Bereits fertiggestellt sind die Ferienwohnungen (71 bis 162 Quadratmeter groß), die einen freien Blick aufs Wasser erlauben. Bei der Einrichtung haben die Innendesigner auf eine sehr gelungene Mischung aus holländisch-solide und südlich-schick gesetzt: hohe Decken, helle Wände, geschmackvolle Korbmöbel. Alle Appartements haben mindestens ein Bad mit Regendusche, Sauna und Badewanne, die sich auf Knopfdruck auch als Behelfs-Whirlpool nutzen lässt. Die offene Küche ist komplett ausgestattet mit vierflammigem Gasherd, Mikrowelle und den üblichen Gerätschaften, was — im Gegensatz zu vielen anderen Ferienwohnungen — die problemlose Zubereitung kompletter Mahlzeiten erlaubt.

Wer keine Lust hat, selber zu brutzeln, der kann sich auch im funkelnagelneuen (das ist angesichts von viel sichtbarem Edelstahl ganz wörtlich zu nehmen) Restaurant "Zuiderzoet" verköstigen lassen. Die dort zelebrierte Brasserie-Küche ist leicht, die Qualität der Gerichte sehr gut, für holländische Maßstäbe sogar exzellent. Dafür sind die Preise gesalzener als in den anderen Themenrestaurants des Center Parcs, wo man sich ohne falsche Scham auf Fast Food konzentriert.

Wer eines der neuen Prestige-Appartements am Jachthafen mietet, darf natürlich auch die übrigen Einrichtungen des Parks nutzen, darunter vor allem das Erlebnisbad "Aqua Mundo", dem mit dem "Turbo Twister" gerade die längste Wasserrutsche Europas spendiert wurde. Der Eintritt ins Schwimmbad ist bei einem Besuch des Center Parcs inbegriffen. Für alle anderen Aktivitäten muss dagegen extra bezahlt werden, was manchmal ein wenig knickerig wirkt: Sogar für das Entleihen von Tischtennisschlägern werden fünf Euro pro Stunde fällig. Für Eltern mit Kindern kann das nervenaufreibend (und teuer) werden. Die gerade von deutschen Kunden nachgefragten All-Inclusive-Pakete wird es aber bei Center Parcs auch in Zukunft nicht geben.
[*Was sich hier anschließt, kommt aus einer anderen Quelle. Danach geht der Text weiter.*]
//! Cluster-boundary behavior: running offset counters reset per cluster,
//! derived cardinalities, and reads that cross commit points.

use coltree::{
    Datum, Field, LeafKind, MemoryPages, PageSink, PageSource, SharedSink, SharedSource,
};
use parking_lot::Mutex;
use std::sync::Arc;

fn store() -> Arc<Mutex<MemoryPages>> {
    Arc::new(Mutex::new(MemoryPages::new()))
}

fn append_row(field: &mut Field, row: &Datum) {
    let mut value = field.generate_value().unwrap();
    field.encode(value.as_mut(), row).unwrap();
    field.append(value.as_ref()).unwrap();
}

fn vec_row(items: &[i32]) -> Datum {
    Datum::Vector(items.iter().copied().map(Datum::I32).collect())
}

/// Writes vectors with item counts [3, 0, 5] in cluster 0 and [2, 4] in
/// cluster 1.
fn two_cluster_vectors(st: &Arc<Mutex<MemoryPages>>) -> Field {
    let mut field = Field::vector("hits", Field::leaf("x", LeafKind::I32).unwrap()).unwrap();
    let sink: SharedSink = st.clone();
    field.connect_page_sink(&sink, 0).unwrap();

    append_row(&mut field, &vec_row(&[1, 2, 3]));
    append_row(&mut field, &vec_row(&[]));
    append_row(&mut field, &vec_row(&[4, 5, 6, 7, 8]));
    st.lock().commit_cluster().unwrap();
    field.commit_cluster();

    append_row(&mut field, &vec_row(&[9, 10]));
    append_row(&mut field, &vec_row(&[11, 12, 13, 14]));
    st.lock().commit_cluster().unwrap();
    field.commit_cluster();

    field
}

#[test]
fn offsets_stay_monotonic_and_sum_to_items_per_cluster() {
    let st = store();
    let field = two_cluster_vectors(&st);

    // item column holds 8 elements in cluster 0 and 6 in cluster 1
    assert_eq!(st.lock().column_elements("hits._0", 0), Some(14));

    let mut reader = field.clone_renamed("hits").unwrap();
    let source: SharedSource = st.clone();
    reader.connect_page_source(&source).unwrap();

    let expected = [
        vec![1, 2, 3],
        vec![],
        vec![4, 5, 6, 7, 8],
        vec![9, 10],
        vec![11, 12, 13, 14],
    ];
    let mut per_cluster_items = [0u64; 2];
    for (i, items) in expected.iter().enumerate() {
        let mut value = reader.generate_value().unwrap();
        reader.read(i as u64, value.as_mut()).unwrap();
        assert_eq!(reader.decode(value.as_ref()).unwrap(), vec_row(items));
        per_cluster_items[if i < 3 { 0 } else { 1 }] += items.len() as u64;
    }
    assert_eq!(per_cluster_items, [8, 6]);
}

#[test]
fn cardinality_matches_single_reads_and_bulk_reads() {
    let st = store();
    let mut field = Field::vector("hits", Field::leaf("x", LeafKind::I32).unwrap()).unwrap();
    let sink: SharedSink = st.clone();
    field.connect_page_sink(&sink, 0).unwrap();
    for items in [&[1, 2, 3][..], &[][..], &[4, 5, 6, 7, 8][..], &[9, 10][..]] {
        append_row(&mut field, &vec_row(items));
    }
    st.lock().commit_cluster().unwrap();
    field.commit_cluster();

    let mut card = Field::cardinality64("n_hits", "hits").unwrap();
    let source: SharedSource = st.clone();
    card.connect_page_source(&source).unwrap();

    // single reads
    let mut singles = Vec::new();
    for i in 0..4 {
        let mut value = card.generate_value().unwrap();
        card.read(i, value.as_mut()).unwrap();
        singles.push(card.decode(value.as_ref()).unwrap());
    }
    assert_eq!(
        singles,
        vec![Datum::U64(3), Datum::U64(0), Datum::U64(5), Datum::U64(2)]
    );

    // one bulk read spanning all four indices
    let mut bulk = card.generate_bulk();
    let mask = vec![true; 4];
    card.read_bulk_into(&mut bulk, coltree::ClusterIndex::new(0, 0), 4, &mask)
        .unwrap();
    assert_eq!(bulk.n_valid(), 4);
    let got: Vec<Datum> = (0..4).map(|i| card.decode(bulk.value(i)).unwrap()).collect();
    assert_eq!(got, singles);
}

#[test]
fn narrow_cardinality_reads_the_same_counts() {
    let st = store();
    let field = two_cluster_vectors(&st);
    drop(field);

    let mut card = Field::cardinality32("n", "hits").unwrap();
    let source: SharedSource = st.clone();
    card.connect_page_source(&source).unwrap();
    let mut value = card.generate_value().unwrap();
    card.read(2, value.as_mut()).unwrap();
    assert_eq!(card.decode(value.as_ref()).unwrap(), Datum::U32(5));
    // entry 3 is the first of cluster 1; its count restarts from offset zero
    card.read(3, value.as_mut()).unwrap();
    assert_eq!(card.decode(value.as_ref()).unwrap(), Datum::U32(2));
}

#[test]
fn strings_written_across_clusters_read_back() {
    let st = store();
    let mut field = Field::string("name").unwrap();
    let sink: SharedSink = st.clone();
    field.connect_page_sink(&sink, 0).unwrap();

    for s in ["alpha", "beta"] {
        append_row(&mut field, &Datum::Str(s.to_string()));
    }
    st.lock().commit_cluster().unwrap();
    field.commit_cluster();
    for s in ["gamma", ""] {
        append_row(&mut field, &Datum::Str(s.to_string()));
    }
    st.lock().commit_cluster().unwrap();
    field.commit_cluster();

    let mut reader = field.clone_renamed("name").unwrap();
    let source: SharedSource = st.clone();
    reader.connect_page_source(&source).unwrap();
    for (i, s) in ["alpha", "beta", "gamma", ""].iter().enumerate() {
        let mut value = reader.generate_value().unwrap();
        reader.read(i as u64, value.as_mut()).unwrap();
        assert_eq!(
            reader.decode(value.as_ref()).unwrap(),
            Datum::Str(s.to_string())
        );
    }
}

#[test]
fn variant_arm_counters_restart_per_cluster() {
    let st = store();
    let mut field = Field::variant(
        "u",
        vec![
            Field::leaf("a", LeafKind::I32).unwrap(),
            Field::leaf("b", LeafKind::F64).unwrap(),
        ],
    )
    .unwrap();
    let sink: SharedSink = st.clone();
    field.connect_page_sink(&sink, 0).unwrap();

    let rows = [
        Datum::Variant {
            tag: 1,
            value: Box::new(Datum::I32(1)),
        },
        Datum::Variant {
            tag: 2,
            value: Box::new(Datum::F64(0.5)),
        },
    ];
    for row in &rows {
        append_row(&mut field, row);
    }
    st.lock().commit_cluster().unwrap();
    field.commit_cluster();

    let later = [
        Datum::Variant {
            tag: 2,
            value: Box::new(Datum::F64(1.5)),
        },
        Datum::Variant {
            tag: 1,
            value: Box::new(Datum::I32(2)),
        },
    ];
    for row in &later {
        append_row(&mut field, row);
    }
    st.lock().commit_cluster().unwrap();
    field.commit_cluster();

    let mut reader = field.clone_renamed("u").unwrap();
    let source: SharedSource = st.clone();
    reader.connect_page_source(&source).unwrap();
    for (i, expected) in rows.iter().chain(later.iter()).enumerate() {
        let mut value = reader.generate_value().unwrap();
        reader.read(i as u64, value.as_mut()).unwrap();
        assert_eq!(&reader.decode(value.as_ref()).unwrap(), expected);
    }
}

#[test]
fn nullable_sparse_counters_restart_per_cluster() {
    let st = store();
    let mut field = Field::nullable("opt", Field::leaf("x", LeafKind::F64).unwrap()).unwrap();
    assert!(field.is_sparse());
    let sink: SharedSink = st.clone();
    field.connect_page_sink(&sink, 0).unwrap();

    let present = |v: f64| Datum::Optional(Some(Box::new(Datum::F64(v))));
    let absent = Datum::Optional(None);

    append_row(&mut field, &present(1.0));
    append_row(&mut field, &absent.clone());
    st.lock().commit_cluster().unwrap();
    field.commit_cluster();
    append_row(&mut field, &present(2.0));
    append_row(&mut field, &present(3.0));
    st.lock().commit_cluster().unwrap();
    field.commit_cluster();

    let mut reader = field.clone_renamed("opt").unwrap();
    let source: SharedSource = st.clone();
    reader.connect_page_source(&source).unwrap();
    let expected = [present(1.0), absent, present(2.0), present(3.0)];
    for (i, e) in expected.iter().enumerate() {
        let mut value = reader.generate_value().unwrap();
        reader.read(i as u64, value.as_mut()).unwrap();
        assert_eq!(&reader.decode(value.as_ref()).unwrap(), e);
    }

    // item lookup reports the invalid sentinel for the absent entry
    assert!(!reader.item_index(1).unwrap().is_valid());
    assert!(reader.item_index(3).unwrap().is_valid());
}

#[test]
fn descriptor_registers_the_whole_subtree() {
    let st = store();
    let mut field = Field::record(
        "event",
        "Event",
        vec![
            Field::leaf("id", LeafKind::I64).unwrap(),
            Field::vector("hits", Field::leaf("x", LeafKind::F32).unwrap()).unwrap(),
        ],
    )
    .unwrap();
    let sink: SharedSink = st.clone();
    field.connect_page_sink(&sink, 0).unwrap();

    let guard = st.lock();
    let desc = PageSource::descriptor(&*guard);
    assert!(desc.lookup("event").is_some());
    assert!(desc.lookup("event.id").is_some());
    assert!(desc.lookup("event.hits").is_some());
    assert!(desc.lookup("event.hits._0").is_some());
    let parent = desc.lookup("event.hits._0").unwrap().parent;
    assert_eq!(parent, Some(desc.lookup("event.hits").unwrap().id));
}
//! Field append/read benchmarks for coltree
//!
//! These benchmarks measure the per-entry cost of the serialization hot
//! paths: mapped leaves, records, and offset-column collections.

use coltree::{Datum, Field, LeafKind, MemoryPages, PageSink, SharedSink, SharedSource};
use criterion::{black_box, criterion_group, criterion_main, Criterion};
use parking_lot::Mutex;
use std::sync::Arc;

fn leaf_writer() -> (Arc<Mutex<MemoryPages>>, Field) {
    let store = Arc::new(Mutex::new(MemoryPages::new()));
    let mut field = Field::leaf("e", LeafKind::F64).unwrap();
    let sink: SharedSink = store.clone();
    field.connect_page_sink(&sink, 0).unwrap();
    (store, field)
}

fn bench_leaf_append(c: &mut Criterion) {
    let mut group = c.benchmark_group("leaf_append");

    group.bench_function("f64", |b| {
        let (_store, mut field) = leaf_writer();
        let mut value = field.generate_value().unwrap();
        field.encode(value.as_mut(), &Datum::F64(1.25)).unwrap();
        b.iter(|| black_box(field.append(value.as_ref()).unwrap()));
    });

    group.finish();
}

fn bench_leaf_read(c: &mut Criterion) {
    let mut group = c.benchmark_group("leaf_read");

    let (store, mut field) = leaf_writer();
    let mut value = field.generate_value().unwrap();
    for i in 0..1024 {
        field
            .encode(value.as_mut(), &Datum::F64(i as f64))
            .unwrap();
        field.append(value.as_ref()).unwrap();
    }
    store.lock().commit_cluster().unwrap();
    field.commit_cluster();

    let mut reader = field.clone_renamed("e").unwrap();
    let source: SharedSource = store.clone();
    reader.connect_page_source(&source).unwrap();

    group.bench_function("f64_single", |b| {
        let mut i = 0u64;
        b.iter(|| {
            reader.read(black_box(i % 1024), value.as_mut()).unwrap();
            i += 1;
        });
    });

    group.bench_function("f64_bulk_256", |b| {
        let mut bulk = reader.generate_bulk();
        let mask = vec![true; 256];
        b.iter(|| {
            reader
                .read_bulk_into(&mut bulk, coltree::ClusterIndex::new(0, 0), 256, &mask)
                .unwrap();
            black_box(bulk.n_valid());
        });
    });

    group.finish();
}

fn bench_vector_round_trip(c: &mut Criterion) {
    let mut group = c.benchmark_group("vector");

    group.bench_function("append_16_f32", |b| {
        let store = Arc::new(Mutex::new(MemoryPages::new()));
        let mut field =
            Field::vector("v", Field::leaf("x", LeafKind::F32).unwrap()).unwrap();
        let sink: SharedSink = store.clone();
        field.connect_page_sink(&sink, 0).unwrap();
        let items: Vec<Datum> = (0..16).map(|i| Datum::F32(i as f32)).collect();
        let mut value = field.generate_value().unwrap();
        field.encode(value.as_mut(), &Datum::Vector(items)).unwrap();
        b.iter(|| black_box(field.append(value.as_ref()).unwrap()));
    });

    group.finish();
}

criterion_group!(
    benches,
    bench_leaf_append,
    bench_leaf_read,
    bench_vector_round_trip
);
criterion_main!(benches);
Weil die Jahrzehnte an der Anlage in De Eemhof nicht gerade spurlos vorbeigegangen sind, wurde auch das Interieur der insgesamt 651 Bungalows gründlich aufgemöbelt. Besonderer Wert wurde dabei auf moderne Bäder und eine funktionale Küchenzeile gelegt. Das Ganze wirkt frisch und durchaus gelungen. Wunder konnten die Innenarchitekten in den 30 Jahre alten Bauten indes nicht vollbringen: Verglichen mit den großzügigen neuen Appartements am Wasser wirken die in die Vegetation gewürfelten Unterkünfte trotz aller Bemühungen eher beengt. Bei der Buchung im Center Parc De Eemhof muss man sich künftig zwischen zwei Welten entscheiden: Reihenhaus oder Riviera.